Die doppelte Bedeutung des Wortes Foundation ist auch ein Element, das dem ursprünglichen Kurzgeschichten-Zyklus einen Teil seiner Faszination verleiht. Die Foundation ist eine Stiftung des Imperiums, doch tatsächlich nur eine Front hinter der sich das künftige Fundament eines neuen Imperiums verbergen soll.

Die Enzyklopädisten sind praktisch antike Schriftgelehrte, die wegen ihrer politischen Ansichten möglichst weit aus der Hauptstadt verbannt werden und während die Welt um sie zu Grund geht, haben sie in ihrem Besitz die Reste der alten Kultur bewahrt. Es ist sogar ihre Aufgabe gewesen, Altes zu bewahren und nun sind sie die letzten Vertreter eines goldeneren Zeitalters.

Das Schicksal der Enzyklopädisten erinnert ein wenig an das früher Klostergemeinschaften. Auch diese bewahrten die Schriftkundigkeit und antike Schriften. Nur durch sie und dank ihnen wurde eine Renaissance erst möglich. Dennoch sahen sich die mit Grundbesitz ausgestatteten kirchlichen Stiftungen auch immer wieder Anfeindungen und dem Begehren weltlicher Herrscher ausgesetzt, selbst wenn Kaiser des Heiligen Römischen Reichs als Schutzherren gelten mochten.
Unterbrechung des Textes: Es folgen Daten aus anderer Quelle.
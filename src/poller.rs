//! 周期任务 - 重启时替换旧循环
//!
//! 每个 [`PeriodicTask`] 最多只有一个循环在运行：`restart` 在同一把锁内
//! 先中止旧循环再启动新循环。

use std::sync::{Arc, Mutex};
use std::time::Duration;
use tokio::runtime::Handle;
use tokio::task::JoinHandle;
use tokio::time::{interval, MissedTickBehavior};
use tracing::{debug, warn};

use crate::state::lock_or_recover;

/// 默认温度轮询间隔
pub const DEFAULT_POLL_INTERVAL: Duration = Duration::from_secs(5);

type Tick = Arc<dyn Fn() + Send + Sync>;

/// 后台周期任务
pub struct PeriodicTask {
    name: &'static str,
    period: Duration,
    tick: Tick,
    handle: Mutex<Option<JoinHandle<()>>>,
}

impl PeriodicTask {
    /// 创建任务，不会立即启动
    pub fn new(name: &'static str, period: Duration, tick: impl Fn() + Send + Sync + 'static) -> Self {
        Self {
            name,
            period,
            tick: Arc::new(tick),
            handle: Mutex::new(None),
        }
    }

    /// 轮询间隔
    pub fn period(&self) -> Duration {
        self.period
    }

    /// 中止正在运行的循环并启动新的循环
    ///
    /// 不在 tokio 运行时中调用时返回 false，不会启动任何循环。
    pub fn restart(&self) -> bool {
        let mut handle = lock_or_recover(&self.handle);
        if let Some(previous) = handle.take() {
            previous.abort();
        }

        let runtime = match Handle::try_current() {
            Ok(runtime) => runtime,
            Err(_) => {
                warn!(task = self.name, "No async runtime, periodic task not started");
                return false;
            }
        };

        let tick = Arc::clone(&self.tick);
        let period = self.period;
        *handle = Some(runtime.spawn(async move {
            let mut ticker = interval(period);
            ticker.set_missed_tick_behavior(MissedTickBehavior::Delay);
            loop {
                ticker.tick().await;
                tick();
            }
        }));
        debug!(task = self.name, period_ms = period.as_millis() as u64, "Periodic task started");
        true
    }

    /// 停止任务
    pub fn stop(&self) {
        if let Some(previous) = lock_or_recover(&self.handle).take() {
            previous.abort();
            debug!(task = self.name, "Periodic task stopped");
        }
    }

    /// 是否在运行
    pub fn is_running(&self) -> bool {
        lock_or_recover(&self.handle)
            .as_ref()
            .is_some_and(|handle| !handle.is_finished())
    }
}

impl Drop for PeriodicTask {
    fn drop(&mut self) {
        if let Some(previous) = lock_or_recover(&self.handle).take() {
            previous.abort();
        }
    }
}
Die Foundation ist jedoch anders. Hari Seldon hat Wissenschaftler zusammengebracht und keine devoten Mönche. Die Gemeinschaft wächst und entwickelt sich entlang des großen Plans den die Psychohistoriker für sie projiziert hatten. Seldons Foundation lebt von der Wissenschaft und erhebt diese später auch zur dominanten Religion.

- Seldon-Krisen -

Foundation hat auch ein Schlagwort geprägt, mit dessen Hintergründen man sehr gut aus der Historik vertraut ist. Wichtige Ereignisse und Wenden werden in jedem Geschichtswerk gerne in das Zentrum eines Kapitels gerückt. Die großen Krisen eines Imperiums etwa. So auch in Foundation, wo es darum geht die von Seldon hervorgesehenen Krisen und Wendepunkte in der Geschichte der Foundation zu behandeln.
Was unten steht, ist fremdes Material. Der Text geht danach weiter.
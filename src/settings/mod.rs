//! 设置存储 - 服务器地址、token 和事件规则
//!
//! 设置保存在 JSON 文件中。加载时把用户文件深度合并到内置默认值上，
//! 文件只需写出改动的键，也可以为没有处理函数的事件添加规则。

pub mod rules;

pub use rules::{default_rule, default_rules, emoji, EventRule, LooseInt};

use anyhow::{Context, Result};
use serde::{Deserialize, Serialize};
use serde_json::Value;
use std::collections::BTreeMap;
use std::fs;
use std::path::{Path, PathBuf};
use tracing::{debug, info};

use crate::event::EventKind;

/// 覆盖 token 的环境变量
pub const TOKEN_ENV: &str = "GOTIFY_TOKEN";
/// 覆盖服务器地址的环境变量
pub const SERVER_URL_ENV: &str = "GOTIFY_URL";

/// 通知设置
#[derive(Debug, Clone, PartialEq, Serialize, Deserialize)]
pub struct Settings {
    /// Gotify 应用 token（仅管理员可见）
    #[serde(default)]
    pub token: Option<String>,
    /// Gotify 服务器地址，如 `https://push.example.com`
    #[serde(default)]
    pub gotify_server_base_url: Option<String>,
    /// 附带摄像头快照（由摄像头组件处理）
    #[serde(default = "default_image")]
    pub image: bool,
    /// 按事件名索引的规则
    #[serde(default = "default_rules")]
    pub events: BTreeMap<String, EventRule>,
}

fn default_image() -> bool {
    true
}

impl Default for Settings {
    fn default() -> Self {
        Self {
            token: None,
            gotify_server_base_url: None,
            image: default_image(),
            events: default_rules(),
        }
    }
}

impl Settings {
    /// 默认设置文件：`<config dir>/printer-notify/settings.json`
    pub fn default_path() -> PathBuf {
        dirs::config_dir()
            .unwrap_or_else(|| PathBuf::from("."))
            .join("printer-notify")
            .join("settings.json")
    }

    /// 从 `path` 加载设置，文件不存在时使用默认值
    pub fn load(path: &Path) -> Result<Self> {
        if !path.exists() {
            debug!(path = %path.display(), "Settings file not found, using defaults");
            return Ok(Self::default());
        }

        let content = fs::read_to_string(path)
            .with_context(|| format!("Failed to read settings from {}", path.display()))?;
        Self::from_json_str(&content)
            .with_context(|| format!("Invalid settings in {}", path.display()))
    }

    /// 解析设置文档并合并到默认值上
    pub fn from_json_str(content: &str) -> Result<Self> {
        let overlay: Value = serde_json::from_str(content)?;
        let mut merged = serde_json::to_value(Self::default())?;
        merge_json(&mut merged, overlay);
        Ok(serde_json::from_value(merged)?)
    }

    /// 保存为格式化 JSON，自动创建父目录
    pub fn save(&self, path: &Path) -> Result<()> {
        if let Some(parent) = path.parent() {
            fs::create_dir_all(parent)?;
        }
        let content = serde_json::to_string_pretty(self)?;
        fs::write(path, content)
            .with_context(|| format!("Failed to write settings to {}", path.display()))?;
        info!(path = %path.display(), "Settings saved");
        Ok(())
    }

    /// 应用非空的 `GOTIFY_TOKEN` / `GOTIFY_URL`
    pub fn apply_env_overrides(&mut self) {
        if let Some(token) = non_empty_env(TOKEN_ENV) {
            self.token = Some(token);
        }
        if let Some(url) = non_empty_env(SERVER_URL_ENV) {
            self.gotify_server_base_url = Some(url);
        }
    }

    /// 按用户身份返回的设置，token 仅管理员可见
    pub fn view(&self, is_admin: bool) -> Settings {
        let mut view = self.clone();
        if !is_admin {
            view.token = None;
        }
        view
    }

    /// 按事件名查找规则，包括用户自定义事件
    pub fn rule(&self, event: &str) -> Option<&EventRule> {
        self.events.get(event)
    }

    /// 已知类型的规则
    pub fn rule_for(&self, kind: EventKind) -> Option<&EventRule> {
        self.events.get(kind.as_str())
    }

    /// 已知类型的可变规则，缺失时插入默认值
    pub fn rule_mut(&mut self, kind: EventKind) -> &mut EventRule {
        self.events
            .entry(kind.as_str().to_string())
            .or_insert_with(|| default_rule(kind))
    }
}

fn non_empty_env(key: &str) -> Option<String> {
    std::env::var(key).ok().filter(|value| !value.trim().is_empty())
}

/// 递归合并 `overlay` 到 `base`，对象按键合并，其他值直接替换
fn merge_json(base: &mut Value, overlay: Value) {
    match (base, overlay) {
        (Value::Object(base), Value::Object(overlay)) => {
            for (key, value) in overlay {
                match base.get_mut(&key) {
                    Some(slot) => merge_json(slot, value),
                    None => {
                        base.insert(key, value);
                    }
                }
            }
        }
        (slot, value) => *slot = value,
    }
}
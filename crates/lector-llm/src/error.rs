#[derive(Debug, thiserror::Error)]
pub enum LlmError {
    #[error("JSON parse failed: {0}")]
    Json(#[from] serde_json::Error),

    #[error("empty response from {provider}")]
    EmptyResponse { provider: &'static str },

    #[error("embedding not supported by {provider}")]
    EmbedUnsupported { provider: &'static str },

    #[error("model loading failed: {0}")]
    ModelLoad(String),

    #[error("inference failed: {0}")]
    Inference(String),

    #[error("stream failed: {0}")]
    Stream(String),

    #[cfg(feature = "candle")]
    #[error("candle error: {0}")]
    Candle(#[from] candle_core::Error),

    #[error("{0}")]
    Other(String),
}

pub type Result<T> = std::result::Result<T, LlmError>;
use thiserror::Error;

#[derive(Debug, Error)]
pub enum GatewayError {
    #[error("failed to bind {0}: {1}")]
    Bind(String, std::io::Error),
    #[error("server error: {0}")]
    Server(String),
}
Der Prophet Seldon vermag zwar anfänglich noch immer zum rechten Zeitpunkt zu erscheinen und gewissermaßen eine Warnung auszusprechen, doch Asimov trägt der Realität hinter wissenschaftlichen Projektionen Rechnung und so erscheint Seldon in späteren Kapiteln sogar zu spät. Auch ist Hari Seldon trotz aller wissenschaftlicher Voraussicht nicht in der Lage seinen Erben genau vorherzusagen, wie sie eine Krise zu lösen haben. Er schildert ihnen lediglich die ungefähren Rahmenbedingungen, welche er und seine Zeitgenossen errechnet haben. Die Berechnung der Zukunft ist also eine Wissenschaft mit Schwankungsbreiten. Es wird erst in Foundation and Empire der Fall sein, dass Seldon sogar falsch liegen wird, weil unerwartete Einflüsse auftraten. Seldon als Prophet ist dennoch ein faszinierendes Kapitel für sich und unterstreicht Isaac Asimovs Bedeutung als Science Fiction-Autor.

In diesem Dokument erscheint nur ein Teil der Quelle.